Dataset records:
+ + +

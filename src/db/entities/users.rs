use sea_orm::entity::prelude::*;
use serde::{Deserialize, Serialize};

#[derive(Clone, Debug, PartialEq, DeriveEntityModel, Eq, Serialize, Deserialize)]
#[sea_orm(table_name = "users")]
pub struct Model {
    #[sea_orm(primary_key, auto_increment = false)]
    pub id: Uuid,
    pub spotify_id: String,
    pub display_name: String,
    pub email: Option<String>,
    pub profile_image: Option<String>,
    #[serde(skip_serializing)]
    pub access_token: String,
    #[serde(skip_serializing)]
    pub refresh_token: String,
    pub token_expires_at: DateTimeWithTimeZone,
    pub created_at: DateTimeWithTimeZone,
    pub updated_at: DateTimeWithTimeZone,
}

#[derive(Copy, Clone, Debug, EnumIter, DeriveRelation)]
pub enum Relation {
    #[sea_orm(has_many = "super::top_artists::Entity")]
    TopArtists,
    #[sea_orm(has_many = "super::top_tracks::Entity")]
    TopTracks,
    #[sea_orm(has_many = "super::listening_history::Entity")]
    ListeningHistory,
}

impl Related<super::top_artists::Entity> for Entity {
    fn to() -> RelationDef {
        Relation::TopArtists.def()
    }
}

impl Related<super::top_tracks::Entity> for Entity {
    fn to() -> RelationDef {
        Relation::TopTracks.def()
    }
}

impl Related<super::listening_history::Entity> for Entity {
    fn to() -> RelationDef {
        Relation::ListeningHistory.def()
    }
}

impl ActiveModelBehavior for ActiveModel {}
use anyhow::Result;
use axum::{routing::get, Router};
use dotenvy::dotenv;
use migration::MigratorTrait;
use sea_orm::Database;
use tower_http::{
    compression::CompressionLayer,
    cors::{Any, CorsLayer},
    trace::TraceLayer,
};
use tracing_subscriber::{layer::SubscriberExt, util::SubscriberInitExt};

use mini_wrapped::{config::Config, handlers, jobs, state::AppState};

#[tokio::main]
async fn main() -> Result<()> {
    // Load environment variables
    dotenv().ok();

    // Initialize tracing
    tracing_subscriber::registry()
        .with(
            tracing_subscriber::EnvFilter::try_from_default_env()
                .unwrap_or_else(|_| "mini_wrapped=debug,tower_http=debug,axum=trace".into()),
        )
        .with(tracing_subscriber::fmt::layer())
        .init();

    tracing::info!("Starting Mini Wrapped...");

    // Load configuration
    let config = Config::from_env()?;
    tracing::info!("Configuration loaded");

    // Connect to database
    let db = Database::connect(&config.database_url).await?;
    tracing::info!("Connected to database");

    // Run migrations
    migration::Migrator::up(&db, None).await?;
    tracing::info!("Database migrations completed");

    // Initialize job queue and executor
    let (job_queue, job_receiver) = jobs::JobQueue::new();
    tracing::info!("Job queue initialized");

    // Initialize application state
    let state = AppState::new(db, config.clone(), job_queue);

    // Start job executor
    let executor = jobs::JobExecutor::new(state.clone(), job_receiver);
    tokio::spawn(async move {
        executor.start().await;
    });
    tracing::info!("Job executor started");

    // Start the periodic batch-refresh scheduler
    let _scheduler = jobs::start_scheduler(state.clone()).await?;
    tracing::info!("Background refresh scheduler started");

    // Build application routes
    let app = create_router(state.clone());

    // Start server
    let addr = format!("{}:{}", config.server_host, config.server_port);
    let listener = tokio::net::TcpListener::bind(&addr).await?;
    tracing::info!("Server listening on {}", addr);

    axum::serve(listener, app).await?;

    Ok(())
}

fn create_router(state: AppState) -> Router {
    Router::new()
        // Health check
        .route("/health", get(handlers::health::health_check))
        // API routes (JSON)
        .nest("/api", handlers::api_routes())
        // Middleware
        .layer(
            CorsLayer::new()
                .allow_origin(Any)
                .allow_methods(Any)
                .allow_headers(Any),
        )
        .layer(CompressionLayer::new())
        .layer(TraceLayer::new_for_http())
        .with_state(state)
}
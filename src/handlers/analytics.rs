use axum::{
    extract::{Path, Query, State},
    Json,
};
use serde::Deserialize;
use uuid::Uuid;

use crate::{
    db::enums::TimeRange,
    error::Result,
    services::{AnalyticsService, DashboardStats, Discovery, GenreShare},
    state::AppState,
};

#[derive(Deserialize)]
pub struct RangeQuery {
    pub time_range: Option<TimeRange>,
}

pub async fn genre_distribution(
    State(state): State<AppState>,
    Path(user_id): Path<Uuid>,
    Query(query): Query<RangeQuery>,
) -> Result<Json<Vec<GenreShare>>> {
    let analytics = AnalyticsService::new(state.db.clone());
    let time_range = query.time_range.unwrap_or(TimeRange::MediumTerm);

    Ok(Json(
        analytics.genre_distribution(user_id, time_range).await?,
    ))
}

pub async fn monthly_discoveries(
    State(state): State<AppState>,
    Path(user_id): Path<Uuid>,
) -> Result<Json<Vec<Discovery>>> {
    let analytics = AnalyticsService::new(state.db.clone());

    Ok(Json(analytics.monthly_discoveries(user_id).await?))
}

pub async fn dashboard(
    State(state): State<AppState>,
    Path(user_id): Path<Uuid>,
) -> Result<Json<DashboardStats>> {
    let analytics = AnalyticsService::new(state.db.clone());

    Ok(Json(analytics.dashboard_stats(user_id).await?))
}
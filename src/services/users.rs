use chrono::{Duration, Utc};
use sea_orm::{
    ActiveModelTrait, ColumnTrait, DatabaseConnection, EntityTrait, ModelTrait, PaginatorTrait,
    QueryFilter, Set,
};
use serde::Serialize;
use uuid::Uuid;

use crate::db::entities::{listening_history, top_artists, top_tracks, users, Users};
use crate::db::{ListeningHistory, TopArtists, TopTracks};
use crate::error::{AppError, Result};
use crate::services::spotify::{SpotifyProfile, TokenResponse};

#[derive(Debug, Clone, Serialize)]
pub struct UserStats {
    pub total_artists: u64,
    pub total_tracks: u64,
    pub total_listens: u64,
}

pub struct UserService {
    db: DatabaseConnection,
}

impl UserService {
    pub fn new(db: DatabaseConnection) -> Self {
        Self { db }
    }

    pub async fn find_by_id(&self, user_id: Uuid) -> Result<users::Model> {
        Users::find_by_id(user_id)
            .one(&self.db)
            .await?
            .ok_or(AppError::UserNotFound(user_id))
    }

    pub async fn find_by_spotify_id(&self, spotify_id: &str) -> Result<Option<users::Model>> {
        Ok(Users::find()
            .filter(users::Column::SpotifyId.eq(spotify_id))
            .one(&self.db)
            .await?)
    }

    /// Upsert a user from a successful provider authentication: one
    /// record per external identity, token triple replaced every time.
    pub async fn upsert_spotify_user(
        &self,
        profile: &SpotifyProfile,
        tokens: &TokenResponse,
    ) -> Result<users::Model> {
        let display_name = profile
            .display_name
            .clone()
            .unwrap_or_else(|| "Spotify User".to_string());
        let profile_image = profile.images.first().map(|img| img.url.clone());
        let refresh_token = tokens.refresh_token.clone().ok_or_else(|| {
            AppError::Authentication("Token response missing refresh_token".to_string())
        })?;
        let expires_at = Utc::now() + Duration::seconds(tokens.expires_in);
        let now = Utc::now();

        let user = if let Some(existing) = self.find_by_spotify_id(&profile.id).await? {
            let mut active: users::ActiveModel = existing.into();
            active.display_name = Set(display_name);
            active.email = Set(profile.email.clone());
            active.profile_image = Set(profile_image);
            active.access_token = Set(tokens.access_token.clone());
            active.refresh_token = Set(refresh_token);
            active.token_expires_at = Set(expires_at.into());
            active.updated_at = Set(now.into());
            active.update(&self.db).await?
        } else {
            let new_user = users::ActiveModel {
                id: Set(Uuid::new_v4()),
                spotify_id: Set(profile.id.clone()),
                display_name: Set(display_name),
                email: Set(profile.email.clone()),
                profile_image: Set(profile_image),
                access_token: Set(tokens.access_token.clone()),
                refresh_token: Set(refresh_token),
                token_expires_at: Set(expires_at.into()),
                created_at: Set(now.into()),
                updated_at: Set(now.into()),
            };
            new_user.insert(&self.db).await?
        };

        tracing::info!("Upserted user {} (spotify {})", user.id, user.spotify_id);
        Ok(user)
    }

    pub async fn user_stats(&self, user_id: Uuid) -> Result<UserStats> {
        let artist_count = async {
            TopArtists::find()
                .filter(top_artists::Column::UserId.eq(user_id))
                .count(&self.db)
                .await
                .map_err(AppError::from)
        };
        let track_count = async {
            TopTracks::find()
                .filter(top_tracks::Column::UserId.eq(user_id))
                .count(&self.db)
                .await
                .map_err(AppError::from)
        };
        let listen_count = async {
            ListeningHistory::find()
                .filter(listening_history::Column::UserId.eq(user_id))
                .count(&self.db)
                .await
                .map_err(AppError::from)
        };

        let (total_artists, total_tracks, total_listens) =
            tokio::try_join!(artist_count, track_count, listen_count)?;

        Ok(UserStats {
            total_artists,
            total_tracks,
            total_listens,
        })
    }

    /// Delete a user. Owned snapshots and history rows go with it via the
    /// cascading foreign keys.
    pub async fn delete_user(&self, user_id: Uuid) -> Result<()> {
        let user = self.find_by_id(user_id).await?;
        user.delete(&self.db).await?;
        tracing::info!("Deleted user {}", user_id);
        Ok(())
    }
}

+ + +

■ **WORK ORDER**
Please show every line above that includes the word "Option".

■ **EXERCISE SOLUTION**
    pub email: Option<String>,
    pub profile_image: Option<String>,
    pub time_range: Option<TimeRange>,
    pub async fn find_by_spotify_id(&self, spotify_id: &str) -> Result<Option<users::Model>> {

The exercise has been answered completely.